Pero a cambio gozó, durante casi todos sus demás años, de un respeto y una admiración que pocos autores logran antes de su muerte. Durante los que pasó en París era incluso reverenciado y temido, y nadie contravenía sus deseos ni sus costumbres, por ejemplo la de cenar todas las noches en el mismo sitio y a las nueve en punto, o la de no probar el vino blanco, por bueno que fuera. Al parecer, un oftalmólogo le había asegurado que esa clase de vino era muy perjudicial para la vista, y Joyce cuidaba mucho de sus delicados ojos. Amenazado de glaucoma, hubo de someterse a once operaciones a lo largo de su vida, y esa es la razón por la que algunas fotográficas lo muestran con un llamativo y abultado parche en el ojo izquierdo, y quizá por eso vio Djuna Barnes en ellos «la misma palidez de las plantas ocultas al sol durante mucho tiempo». El parche, así pues, no lo llevaba por hacerse notar: a Joyce le bastaba con su actitud genial, y no necesitaba disfrazarse de cazador ni correr los sanfermines. Al contrario, era todo menos un extravagante, y en una cena o reunión social resultaba una angustia quedar sentado a su lado, al menos para quien fuera sólo moderadamente hablador, ya que en tales circunstancias Joyce no se dignaba abrir la boca, sino que esperaba que se lo entretuviera con cháchara mientras él guardaba silencio, un silencio «cómodo pero absoluto» en palabras de Ford Madox Ford. Sus compañeros de mesa se esforzaban por encontrar temas que pudieran interesarle, pero Mr Joyce (todos menos Djuna Barnes le llamaban así) sólo contestaba «Sí» o «No». A diferencia de los personajes de sus novelas, charlatanes interiores, el autor era taciturno y despectivo siempre, al menos en sociedad.

En privado, a solas, era muy distinto aunque no menos altivo.
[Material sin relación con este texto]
//! 身份模块
//!
//! 基于 `x-acting-user` 请求头的轻量身份层，提供提取器和中间件：
//! - [`ActingUser`] - 当前操作人上下文
//! - [`resolve_identity`] - 身份解析中间件 (全局)
//! - [`require_admin`] / [`require_resident`] - 角色检查中间件 (路由级)

pub mod extractor;
pub mod middleware;

pub use extractor::ActingUser;
pub use middleware::{require_admin, require_resident, resolve_identity};
//! User Model

use serde::{Deserialize, Serialize};

use super::complaint::Category;

/// Header carrying the acting user's id on API requests
pub const ACTING_USER_HEADER: &str = "x-acting-user";

/// Role of a community member
#[derive(Debug, Clone, Copy, Serialize, Deserialize, PartialEq, Eq, Hash)]
#[serde(rename_all = "SCREAMING_SNAKE_CASE")]
pub enum UserRole {
    Resident,
    Admin,
    Worker,
}

impl UserRole {
    /// Wire-format string for this role
    pub fn as_str(&self) -> &'static str {
        match self {
            Self::Resident => "RESIDENT",
            Self::Admin => "ADMIN",
            Self::Worker => "WORKER",
        }
    }
}

impl std::fmt::Display for UserRole {
    fn fmt(&self, f: &mut std::fmt::Formatter<'_>) -> std::fmt::Result {
        write!(f, "{}", self.as_str())
    }
}

/// User entity (community roster entry)
#[derive(Debug, Clone, Serialize, Deserialize, PartialEq)]
pub struct User {
    pub id: String,
    pub name: String,
    pub role: UserRole,
    pub email: String,
    /// Apartment unit (residents only)
    pub unit_number: Option<String>,
    /// Maintenance speciality (workers only)
    pub worker_type: Option<Category>,
}

impl User {
    pub fn is_resident(&self) -> bool {
        self.role == UserRole::Resident
    }

    pub fn is_admin(&self) -> bool {
        self.role == UserRole::Admin
    }

    pub fn is_worker(&self) -> bool {
        self.role == UserRole::Worker
    }
}

#[cfg(test)]
mod tests {
    use super::*;

    #[test]
    fn test_role_serialize() {
        assert_eq!(
            serde_json::to_string(&UserRole::Resident).unwrap(),
            "\"RESIDENT\""
        );
        assert_eq!(
            serde_json::to_string(&UserRole::Worker).unwrap(),
            "\"WORKER\""
        );
    }

    #[test]
    fn test_role_deserialize() {
        let role: UserRole = serde_json::from_str("\"ADMIN\"").unwrap();
        assert_eq!(role, UserRole::Admin);
        assert!(serde_json::from_str::<UserRole>("\"MANAGER\"").is_err());
    }

    #[test]
    fn test_role_predicates() {
        let user = User {
            id: "w1".to_string(),
            name: "Ramesh".to_string(),
            role: UserRole::Worker,
            email: "ramesh@worker.com".to_string(),
            unit_number: None,
            worker_type: Some(Category::Electrical),
        };
        assert!(user.is_worker());
        assert!(!user.is_resident());
        assert!(!user.is_admin());
    }
}
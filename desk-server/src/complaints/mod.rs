//! 报修域:存储、提交流程、管理报表
//!
//! - [`store`]: shared in-memory collection with lifecycle validation
//! - [`submit`]: draft validation, classification and record resolution
//! - [`insights`]: on-demand aggregation for the admin dashboard

pub mod insights;
pub mod store;
pub mod submit;

pub use store::{ComplaintStore, StoreError, StoreResult};
pub use submit::SubmissionService;
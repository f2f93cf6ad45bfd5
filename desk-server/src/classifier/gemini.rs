//! Gemini-backed classifier
//!
//! Talks to the generative-language REST API in JSON-response mode with a
//! fixed response schema, then parses and validates the candidate text.

use async_trait::async_trait;
use serde::{Deserialize, Serialize};
use shared::models::{Category, Priority, TriageSuggestion};

use super::{ClassifierError, ClassifierResult, ComplaintClassifier};
use crate::core::Config;

const API_KEY_HEADER: &str = "x-goog-api-key";

/// Classifier gateway backed by the Gemini generateContent endpoint
#[derive(Debug, Clone)]
pub struct GeminiClassifier {
    client: reqwest::Client,
    base_url: String,
    model: String,
    api_key: String,
}

impl GeminiClassifier {
    /// Build the gateway from server config
    ///
    /// An empty API key produces a gateway that always reports
    /// [`ClassifierError::NotConfigured`].
    pub fn from_config(config: &Config) -> Self {
        let client = reqwest::Client::builder()
            .timeout(std::time::Duration::from_millis(config.classifier_timeout_ms))
            .build()
            .expect("Failed to build HTTP client");

        Self {
            client,
            base_url: config.classifier_base_url.trim_end_matches('/').to_string(),
            model: config.classifier_model.clone(),
            api_key: config.gemini_api_key.clone(),
        }
    }

    fn endpoint(&self) -> String {
        format!(
            "{}/v1beta/models/{}:generateContent",
            self.base_url, self.model
        )
    }
}

#[async_trait]
impl ComplaintClassifier for GeminiClassifier {
    async fn classify(&self, description: &str) -> ClassifierResult<TriageSuggestion> {
        if self.api_key.is_empty() {
            return Err(ClassifierError::NotConfigured);
        }

        let request = GenerateRequest::for_complaint(description);

        tracing::debug!(model = %self.model, "Requesting classification");

        let resp = self
            .client
            .post(self.endpoint())
            .header(API_KEY_HEADER, &self.api_key)
            .json(&request)
            .send()
            .await
            .map_err(|e| ClassifierError::Transport(e.to_string()))?;

        let status = resp.status();
        if !status.is_success() {
            return Err(ClassifierError::ServiceStatus(status.as_u16()));
        }

        let body: GenerateResponse = resp
            .json()
            .await
            .map_err(|e| ClassifierError::MalformedResponse(e.to_string()))?;

        let text = body
            .candidate_text()
            .ok_or_else(|| ClassifierError::MalformedResponse("missing candidate text".into()))?;

        parse_suggestion(&text)
    }
}

/// Parse the candidate text as a validated suggestion
///
/// Pure function: identical text always yields an identical result.
fn parse_suggestion(text: &str) -> ClassifierResult<TriageSuggestion> {
    let wire: WireSuggestion = serde_json::from_str(text.trim())
        .map_err(|e| ClassifierError::MalformedResponse(e.to_string()))?;

    let category = Category::try_from(wire.category.as_str())
        .map_err(|e| ClassifierError::InvalidSuggestion(e.to_string()))?;
    let priority = Priority::try_from(wire.priority.as_str())
        .map_err(|e| ClassifierError::InvalidSuggestion(e.to_string()))?;

    Ok(TriageSuggestion {
        category,
        priority,
        summary: wire.summary,
    })
}

/// Suggestion as it appears in the candidate text, before enum validation
#[derive(Debug, Deserialize)]
struct WireSuggestion {
    category: String,
    priority: String,
    summary: String,
}

// ===== generateContent wire types =====

#[derive(Debug, Serialize)]
struct GenerateRequest {
    contents: Vec<Content>,
    #[serde(rename = "generationConfig")]
    generation_config: GenerationConfig,
}

#[derive(Debug, Serialize, Deserialize)]
struct Content {
    parts: Vec<Part>,
}

#[derive(Debug, Serialize, Deserialize)]
struct Part {
    text: String,
}

#[derive(Debug, Serialize)]
#[serde(rename_all = "camelCase")]
struct GenerationConfig {
    response_mime_type: String,
    response_schema: serde_json::Value,
}

#[derive(Debug, Deserialize)]
struct GenerateResponse {
    candidates: Option<Vec<Candidate>>,
}

#[derive(Debug, Deserialize)]
struct Candidate {
    content: Option<Content>,
}

impl GenerateRequest {
    fn for_complaint(description: &str) -> Self {
        let prompt = format!(
            "Analyze the following apartment maintenance complaint and suggest the best Category and Priority.\nComplaint: \"{}\"\n\nReturn JSON with fields: category, priority, and a short summary.",
            description
        );

        Self {
            contents: vec![Content {
                parts: vec![Part { text: prompt }],
            }],
            generation_config: GenerationConfig {
                response_mime_type: "application/json".to_string(),
                response_schema: serde_json::json!({
                    "type": "OBJECT",
                    "properties": {
                        "category": {
                            "type": "STRING",
                            "description": "One of: ELECTRICAL, PLUMBING, CLEANING, LIFT, SECURITY, OTHER"
                        },
                        "priority": {
                            "type": "STRING",
                            "description": "One of: LOW, MEDIUM, HIGH, URGENT"
                        },
                        "summary": {
                            "type": "STRING",
                            "description": "A 5-word summary"
                        }
                    },
                    "required": ["category", "priority", "summary"]
                }),
            },
        }
    }
}

impl GenerateResponse {
    /// Text of the first candidate part, if any
    fn candidate_text(self) -> Option<String> {
        self.candidates?
            .into_iter()
            .next()?
            .content?
            .parts
            .into_iter()
            .next()
            .map(|p| p.text)
    }
}

#[cfg(test)]
mod tests {
    use super::*;

    // ===== 1. Suggestion parsing =====

    #[test]
    fn test_parse_valid_suggestion() {
        let text = r#"{"category":"PLUMBING","priority":"HIGH","summary":"Kitchen sink leak"}"#;
        let suggestion = parse_suggestion(text).unwrap();
        assert_eq!(suggestion.category, Category::Plumbing);
        assert_eq!(suggestion.priority, Priority::High);
        assert_eq!(suggestion.summary, "Kitchen sink leak");
    }

    #[test]
    fn test_parse_trims_whitespace() {
        let text = "\n  {\"category\":\"LIFT\",\"priority\":\"URGENT\",\"summary\":\"Lift stuck\"}  \n";
        let suggestion = parse_suggestion(text).unwrap();
        assert_eq!(suggestion.category, Category::Lift);
        assert_eq!(suggestion.priority, Priority::Urgent);
    }

    #[test]
    fn test_parse_is_idempotent() {
        let text = r#"{"category":"CLEANING","priority":"LOW","summary":"Corridor needs sweeping"}"#;
        let first = parse_suggestion(text).unwrap();
        let second = parse_suggestion(text).unwrap();
        assert_eq!(first, second);
    }

    // ===== 2. Failure taxonomy =====

    #[test]
    fn test_parse_rejects_unknown_category() {
        let text = r#"{"category":"GARDENING","priority":"HIGH","summary":"Hedge overgrown"}"#;
        let err = parse_suggestion(text).unwrap_err();
        assert!(matches!(err, ClassifierError::InvalidSuggestion(_)));
        assert_eq!(err.kind(), "invalid_suggestion");
    }

    #[test]
    fn test_parse_rejects_unknown_priority() {
        let text = r#"{"category":"PLUMBING","priority":"CRITICAL","summary":"Burst pipe"}"#;
        let err = parse_suggestion(text).unwrap_err();
        assert!(matches!(err, ClassifierError::InvalidSuggestion(_)));
    }

    #[test]
    fn test_parse_rejects_invalid_json() {
        let err = parse_suggestion("not json at all").unwrap_err();
        assert!(matches!(err, ClassifierError::MalformedResponse(_)));
        assert_eq!(err.kind(), "malformed_response");
    }

    #[test]
    fn test_parse_rejects_missing_fields() {
        let text = r#"{"category":"PLUMBING"}"#;
        let err = parse_suggestion(text).unwrap_err();
        assert!(matches!(err, ClassifierError::MalformedResponse(_)));
    }

    // ===== 3. Wire request shape =====

    #[test]
    fn test_request_embeds_description() {
        let request = GenerateRequest::for_complaint("Water leaking from kitchen sink");
        let json = serde_json::to_value(&request).unwrap();

        let prompt = json["contents"][0]["parts"][0]["text"].as_str().unwrap();
        assert!(prompt.contains("Water leaking from kitchen sink"));
        assert!(prompt.contains("category, priority, and a short summary"));
    }

    #[test]
    fn test_request_uses_json_response_mode() {
        let request = GenerateRequest::for_complaint("Lights out");
        let json = serde_json::to_value(&request).unwrap();

        assert_eq!(
            json["generationConfig"]["responseMimeType"],
            "application/json"
        );
        let required = json["generationConfig"]["responseSchema"]["required"]
            .as_array()
            .unwrap();
        assert_eq!(required.len(), 3);
    }

    // ===== 4. Response extraction =====

    #[test]
    fn test_candidate_text_extraction() {
        let body = r#"{"candidates":[{"content":{"parts":[{"text":"{\"a\":1}"}]}}]}"#;
        let resp: GenerateResponse = serde_json::from_str(body).unwrap();
        assert_eq!(resp.candidate_text().unwrap(), "{\"a\":1}");
    }

    #[test]
    fn test_candidate_text_missing() {
        let resp: GenerateResponse = serde_json::from_str(r#"{"candidates":[]}"#).unwrap();
        assert!(resp.candidate_text().is_none());

        let resp: GenerateResponse = serde_json::from_str("{}").unwrap();
        assert!(resp.candidate_text().is_none());
    }

    // ===== 5. Gateway configuration =====

    #[tokio::test]
    async fn test_unconfigured_gateway_reports_not_configured() {
        let config = Config {
            http_port: 0,
            environment: "development".into(),
            gemini_api_key: String::new(),
            classifier_base_url: "https://generativelanguage.googleapis.com".into(),
            classifier_model: "gemini-3-flash-preview".into(),
            classifier_timeout_ms: 15000,
            seed_demo_data: false,
        };

        let gateway = GeminiClassifier::from_config(&config);
        let err = gateway.classify("Lights flickering").await.unwrap_err();
        assert!(matches!(err, ClassifierError::NotConfigured));
        assert_eq!(err.kind(), "not_configured");
    }

    #[test]
    fn test_endpoint_joins_base_and_model() {
        let config = Config {
            http_port: 0,
            environment: "development".into(),
            gemini_api_key: "key".into(),
            classifier_base_url: "http://localhost:9090/".into(),
            classifier_model: "gemini-3-flash-preview".into(),
            classifier_timeout_ms: 15000,
            seed_demo_data: false,
        };

        let gateway = GeminiClassifier::from_config(&config);
        assert_eq!(
            gateway.endpoint(),
            "http://localhost:9090/v1beta/models/gemini-3-flash-preview:generateContent"
        );
    }
}
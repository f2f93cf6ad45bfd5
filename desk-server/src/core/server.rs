//! Server Implementation
//!
//! HTTP 服务器启动和管理

use anyhow::Context;

use crate::api;
use crate::core::{Config, ServerState};

/// HTTP Server
pub struct Server {
    config: Config,
    state: Option<ServerState>,
}

impl Server {
    pub fn new(config: Config) -> Self {
        Self {
            config,
            state: None,
        }
    }

    /// Create server with existing state (for test setups)
    pub fn with_state(config: Config, state: ServerState) -> Self {
        Self {
            config,
            state: Some(state),
        }
    }

    pub async fn run(&self) -> anyhow::Result<()> {
        // Create application state if not provided
        let state = match &self.state {
            Some(s) => s.clone(),
            None => ServerState::initialize(&self.config),
        };

        let app = api::build_app(state);

        let addr = std::net::SocketAddr::from(([0, 0, 0, 0], self.config.http_port));
        let listener = tokio::net::TcpListener::bind(addr)
            .await
            .with_context(|| format!("Failed to bind {}", addr))?;

        tracing::info!("🏢 AptCare Desk Server starting on {}", addr);

        let shutdown = async {
            let _ = tokio::signal::ctrl_c().await;
            tracing::info!("Shutting down...");
        };

        axum::serve(listener, app)
            .with_graceful_shutdown(shutdown)
            .await
            .context("HTTP server failed")?;

        Ok(())
    }
}
//! 管理报表路由
//!
//! # 路由列表
//!
//! | 路径 | 方法 | 说明 | 身份 |
//! |------|------|------|------|
//! | /api/insights | GET | 当前报修聚合快照 | 管理员 |

use axum::{Router, extract::State, middleware, routing::get};
use shared::error::ApiResponse;
use shared::models::InsightsReport;

use crate::complaints::insights::build_report;
use crate::core::ServerState;
use crate::identity::require_admin;
use crate::utils::ok;

/// 报表路由 - 仅管理员
pub fn router() -> Router<ServerState> {
    Router::new()
        .route("/api/insights", get(report))
        .layer(middleware::from_fn(require_admin))
}

/// Aggregated snapshot for the admin dashboard
async fn report(State(state): State<ServerState>) -> ApiResponse<InsightsReport> {
    ok(build_report(&state.store, &state.directory))
}
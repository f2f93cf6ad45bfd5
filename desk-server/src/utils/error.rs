//! 统一错误处理
//!
//! Re-exports the shared error system and provides success-response helpers:
//!
//! ```ignore
//! // 返回错误
//! Err(AppError::not_found("complaint"))
//!
//! // 返回成功响应
//! Ok(ok(data))
//! ```

use serde::Serialize;

pub use shared::error::{ApiResponse, AppError, AppResult, ErrorCategory, ErrorCode};

/// Create a successful response
pub fn ok<T: Serialize>(data: T) -> ApiResponse<T> {
    ApiResponse::success(data)
}

/// Create a successful response with custom message
pub fn ok_with_message<T: Serialize>(data: T, message: impl Into<String>) -> ApiResponse<T> {
    ApiResponse::success_with_message(message, data)
}
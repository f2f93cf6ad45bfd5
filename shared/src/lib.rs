//! Shared types for AptCare
//!
//! Common types used by the desk server and its clients: domain models,
//! error types and the unified API response structure.

pub mod error;
pub mod models;

// Re-exports
pub use axum::{Json, body};
pub use http;
pub use serde::{Deserialize, Serialize};

pub use error::{ApiResponse, AppError, AppResult, ErrorCategory, ErrorCode};
pub use models::{Category, Complaint, ComplaintStatus, Priority, TriageSuggestion, User, UserRole};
Pero se emborrachaba hasta bien entrada la madrugada y se mostraba más amable y daba más charla, si bien con demasiada frecuencia proponía asuntos teológicos que no interesaban a nadie o se ponía a recitar, en sonoro italiano, largas tiradas de Dante como un sacerdote ante la grey. En una ocasión, estando en la Brasserie Lutétia, su compañero de mesa dijo haber visto una rata corriendo escaleras abajo, y la reacción de Joyce no fue muy serena. «¿Dónde, dónde?», preguntó alarmado. «Eso trae mala suerte.» Joyce tenía infinitas supersticiones, y un segundo después de pronunciar estas palabras se desmayó de terror. También temía mucho a los perros, desde que en la infancia le había mordido malamente un terrier irlandés. Pero a lo que tenía más pánico era a las tormentas, tanto en su niñez como en su edad adulta, aunque en ésta lo disimulaba más. De niño no le bastaba con cerrar ventanas, correr cortinas y bajar persianas, sino que acababa encerrado en un armario. De adulto, dicen las malas lenguas que se tapaba los oídos y se comportaba como un cobarde; las buenas lo niegan, y sólo admiten que si la tormenta le pillaba en la calle, se retorcía las manos, daba gritos y echaba a correr.